At She Reads, we work every day to bring you the magic of reading from the most talented authors out there. We want to take you to places you’ve never been, introduce you to people you’d never meet otherwise, and immerse you in situations you’d never get to experience yourself—all by opening the pages of a book.
As a reader, novels have had such power over me. I would put books down and sigh, “I don’t know how that author did that.” The sigh was part awe, part hopelessness that I would ever be able to do what that author did. But I wanted to. Oh, how I wanted to.

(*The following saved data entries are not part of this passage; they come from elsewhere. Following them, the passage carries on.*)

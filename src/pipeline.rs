// This Source Code Form is subject to the terms of the Mozilla Public
// License, v. 2.0. If a copy of the MPL was not distributed with this
// file, You can obtain one at http://mozilla.org/MPL/2.0/.

//! The coordinator frame loop.
//!
//! One thread (this one) owns the zoom state, the presenter, and the
//! display surface.  Per frame it waits on one slot, presents that
//! slot's buffer, advances the zoom by one step, and relaunches the
//! slot with the narrower bounds, then moves to the next slot
//! round-robin.  Presentation of a slot's frame always finishes
//! before the slot is relaunched, because relaunching hands the very
//! buffer just read back to the worker; the wait/present/dispatch
//! ordering below is the load-bearing invariant of the program.

use error::ZoomError;
use pool::RenderPool;
use present::{FramePresenter, Surface};
use viewport::ViewportScaler;

/// Runs the zoom animation for `frames` frames, then shuts the pool
/// down.  Stops early, still shutting down cleanly, if the surface is
/// lost; a failed slot merely re-presents its previous frame.
/// Throughput is serialized on the slowest in-flight tile, which is
/// the price of the strict round-robin order.
pub fn run_zoom<S: Surface>(
    pool: &mut RenderPool,
    scaler: &mut ViewportScaler,
    presenter: &FramePresenter,
    surface: &mut S,
    frames: u64,
) -> Result<(), ZoomError> {
    for slot in 0..pool.slot_count() {
        pool.dispatch(slot, scaler.next_bounds());
    }

    let result = frame_loop(pool, scaler, presenter, surface, frames);

    // Reached on success, surface loss, or frame exhaustion alike:
    // one final wait per slot so every dispatched tile completes
    // exactly once, then join the workers.
    pool.shutdown();
    result
}

fn frame_loop<S: Surface>(
    pool: &mut RenderPool,
    scaler: &mut ViewportScaler,
    presenter: &FramePresenter,
    surface: &mut S,
    frames: u64,
) -> Result<(), ZoomError> {
    for frame in 0..frames {
        let slot = (frame as usize) % pool.slot_count();
        match pool.wait(slot) {
            Some(buffer) => presenter.present(surface, buffer)?,
            // The worker died and took its buffer along; nothing to
            // show for this slot anymore.
            None => continue,
        }
        info!("drew frame {} from slot {}", frame, slot);
        pool.dispatch(slot, scaler.next_bounds());
    }
    Ok(())
}
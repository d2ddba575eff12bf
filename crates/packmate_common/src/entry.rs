use packmate_utils::indexmap::FxIndexMap;

/// Entry names mapped to module request strings, in declaration order.
pub type EntryMap = FxIndexMap<String, String>;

So I began to learn the tricks of the trade. How to create characters a reader gets invested in. How to make a setting seem as real as a reader’s own backyard. How to form a love story that resonates with a reader. How to tap into universal themes that echo in a reader’s heart. I have read so many books on writing, created my own little DIY MFA program. And now I know how they do it. But I have to admit that some of the magic got lost in the learning.
When my brother was about ten, he went through a season of being fascinated with magic. He bought books and kits to teach him how to do magic tricks and joined a magic club in our town. I went with him once to that club, most likely because my parents couldn’t find childcare for me so I was drug along. I remember sitting in that room of magicians all sharing their tricks and—while the camaraderie was touching—there was something so un-magical about these magicians spilling their secrets.
I didn’t want to see behind the curtain. I didn’t want to know the magic. I wanted to be dazzled, fooled, taken for a ride.
I read differently now that I’m an author. I’ve turned into a bit of a reading snob now that I know the tricks. I can tell you who’s doing it well and who cut corners. That doesn’t mean I always do it perfectly. That doesn’t mean I’ve reached the ranks of Houdini. Far from it. But it does mean that knowing the magic makes you more aware when the magic is present. Those are the books we share with you here. So that you can be moved, awed, and stirred by story.